Con la ayuda, inteligencia y talento de mi mujer, imprescindible e indispensable, empezamos a pensar y a transformar, queríamos hacer en Valdemorillo un restaurante diferente, especial y a la vez reconocible en su cocina, un sitio que pudiera estar en Madrid, Barcelona… o Nueva York, pero que está en la sierra madrileña. Mi bagaje eran años de experiencia en el bar restaurante familiar y los viajes por el mundo, pero necesitaba más.
Me formé en Le Cordon Bleu y contraté a un equipo que ha estado en los mejores restaurantes de España.

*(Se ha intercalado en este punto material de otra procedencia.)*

//! Structured results at the coordinator boundary.
//!
//! Nothing a caller triggers through the coordinator is raised as an error.
//! Every request ends in a value carrying a success flag, a message and, on
//! failure, an [`ErrorKind`] that stays distinguishable all the way to the
//! operator.

use crate::readiness::NotReadyReason;
use labelstation_core::SerialNumber;
use serde::{Deserialize, Serialize};
use std::fmt;

/// Failure categories, each with its own operator action.
#[derive(Debug, Clone, Copy, PartialEq, Eq, Hash, Serialize, Deserialize)]
#[serde(rename_all = "snake_case")]
pub enum ErrorKind {
    InvalidFormat,
    DeviceUnavailable,
    NotReady,
    CompositionError,
    PersistenceError,
    PrintError,
    ConfirmationServiceError,
}

impl ErrorKind {
    pub fn code(&self) -> &'static str {
        match self {
            ErrorKind::InvalidFormat => "invalid_format",
            ErrorKind::DeviceUnavailable => "device_unavailable",
            ErrorKind::NotReady => "not_ready",
            ErrorKind::CompositionError => "composition_error",
            ErrorKind::PersistenceError => "persistence_error",
            ErrorKind::PrintError => "print_error",
            ErrorKind::ConfirmationServiceError => "confirmation_service_error",
        }
    }

    /// What the operator should do about it.
    pub fn operator_hint(&self) -> &'static str {
        match self {
            ErrorKind::InvalidFormat => "fix the input",
            ErrorKind::DeviceUnavailable | ErrorKind::NotReady => "check the device",
            ErrorKind::CompositionError => "check the label templates",
            ErrorKind::PersistenceError | ErrorKind::ConfirmationServiceError => {
                "check connectivity"
            }
            ErrorKind::PrintError => "retry printing",
        }
    }
}

impl fmt::Display for ErrorKind {
    fn fmt(&self, f: &mut fmt::Formatter) -> fmt::Result {
        f.write_str(self.code())
    }
}

/// How an `issue_label` request ended.
#[derive(Debug, Clone, PartialEq)]
pub enum IssuanceOutcome {
    /// Label recorded and, unless printing is disabled, printed.
    Issued { serial: SerialNumber, printed: bool },
    InvalidFormat { input: String, reason: String },
    DeviceUnavailable { reason: String },
    NotReady { reasons: Vec<NotReadyReason> },
    /// Nothing was recorded.
    CompositionFailed { serial: SerialNumber, error: String },
    /// Nothing was recorded or printed.
    PersistenceFailed { serial: SerialNumber, error: String },
    /// The `preready` record stays; the label can be reprinted.
    PrintFailed { serial: SerialNumber, error: String },
}

impl IssuanceOutcome {
    pub fn is_success(&self) -> bool {
        matches!(self, IssuanceOutcome::Issued { .. })
    }

    pub fn printed(&self) -> bool {
        matches!(self, IssuanceOutcome::Issued { printed: true, .. })
    }

    /// Whether a `preready` record exists for the serial afterwards.
    pub fn recorded(&self) -> bool {
        matches!(
            self,
            IssuanceOutcome::Issued { .. } | IssuanceOutcome::PrintFailed { .. }
        )
    }

    pub fn kind(&self) -> Option<ErrorKind> {
        match self {
            IssuanceOutcome::Issued { .. } => None,
            IssuanceOutcome::InvalidFormat { .. } => Some(ErrorKind::InvalidFormat),
            IssuanceOutcome::DeviceUnavailable { .. } => Some(ErrorKind::DeviceUnavailable),
            IssuanceOutcome::NotReady { .. } => Some(ErrorKind::NotReady),
            IssuanceOutcome::CompositionFailed { .. } => Some(ErrorKind::CompositionError),
            IssuanceOutcome::PersistenceFailed { .. } => Some(ErrorKind::PersistenceError),
            IssuanceOutcome::PrintFailed { .. } => Some(ErrorKind::PrintError),
        }
    }

    pub fn message(&self) -> String {
        match self {
            IssuanceOutcome::Issued {
                serial,
                printed: true,
            } => format!("Label {serial} recorded and sent to the printer"),
            IssuanceOutcome::Issued {
                serial,
                printed: false,
            } => format!("Label {serial} recorded (printing disabled, not printed)"),
            IssuanceOutcome::InvalidFormat { input, reason } => {
                format!("Invalid serial number {input:?}: {reason}")
            }
            IssuanceOutcome::DeviceUnavailable { reason } => {
                format!("Device unavailable: {reason}")
            }
            IssuanceOutcome::NotReady { reasons } => {
                let list: Vec<String> = reasons.iter().map(ToString::to_string).collect();
                format!("Device not ready: {}", list.join(", "))
            }
            IssuanceOutcome::CompositionFailed { serial, error } => {
                format!("Label for {serial} could not be composed: {error}")
            }
            IssuanceOutcome::PersistenceFailed { serial, error } => {
                format!("Issuance of {serial} could not be recorded, nothing printed: {error}")
            }
            IssuanceOutcome::PrintFailed { serial, error } => {
                format!("Label {serial} recorded but printing failed: {error}")
            }
        }
    }

    pub fn to_response(&self) -> IssuanceResponse {
        let kind = self.kind();
        let reasons = match self {
            IssuanceOutcome::NotReady { reasons } => {
                reasons.iter().map(ToString::to_string).collect()
            }
            _ => Vec::new(),
        };

        IssuanceResponse {
            success: self.is_success(),
            message: self.message(),
            printed: self.printed(),
            kind,
            hint: kind.map(|k| k.operator_hint().to_string()),
            reasons,
        }
    }
}

/// Serializable form of an [`IssuanceOutcome`].
#[derive(Debug, Clone, PartialEq, Eq, Serialize, Deserialize)]
pub struct IssuanceResponse {
    pub success: bool,
    pub message: String,
    pub printed: bool,
    #[serde(skip_serializing_if = "Option::is_none")]
    pub kind: Option<ErrorKind>,
    #[serde(skip_serializing_if = "Option::is_none")]
    pub hint: Option<String>,
    #[serde(default, skip_serializing_if = "Vec::is_empty")]
    pub reasons: Vec<String>,
}

/// Failure of a read-only coordinator query.
#[derive(Debug, Clone, PartialEq, Eq, Serialize, Deserialize)]
pub struct OperationFailure {
    pub kind: ErrorKind,
    pub message: String,
    /// Asking again later may succeed without operator action.
    #[serde(default)]
    pub retryable: bool,
}

impl OperationFailure {
    pub fn new(kind: ErrorKind, message: impl Into<String>) -> Self {
        Self {
            kind,
            message: message.into(),
            retryable: false,
        }
    }

    pub fn retryable(self, retryable: bool) -> Self {
        Self { retryable, ..self }
    }

    pub fn hint(&self) -> &'static str {
        self.kind.operator_hint()
    }
}

impl fmt::Display for OperationFailure {
    fn fmt(&self, f: &mut fmt::Formatter) -> fmt::Result {
        write!(f, "{} ({})", self.message, self.kind.operator_hint())
    }
}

Todo tenía que estar pensado y todo narra una vida, desde la decoración a cada plato, porque queremos hacer algo que merezca el reconocimiento de los clientes.
En año y medio hemos vivido ya mucho, demasiado quizá, con una pandemia que estamos superando con el coraje y el compromiso de todos además de la ayuda de los que nos visitan. Al restaurante han venido ya muchos amigos, por supuesto Fernando Alonso, que comió un plato de ternera en nuestra parrilla Josper acompañado con una duxelle de setas, salsa de boniato y… una demi glace de romero, recogido en Valmayor, pero de inspiración en las antípodas. Ese día sonreía, ya no le dolían las costillas y por primera vez vi en sus ojos, mientras le asaba su comida, una mirada de admiración. “Gracias, valiente”, me dijo. Por un momento volví a viajar a aquel Donovan’s desde el que se ve el mar, aunque ahora la belleza la descubrí también en nuestros platos y en un restaurante por el que ser valiente, un lugar que merece la vida soñar.
Manuel Franco, experiodista deportivo, es chef y dueño del restaurante La Casa de Manolo Franco en Valdemorillo.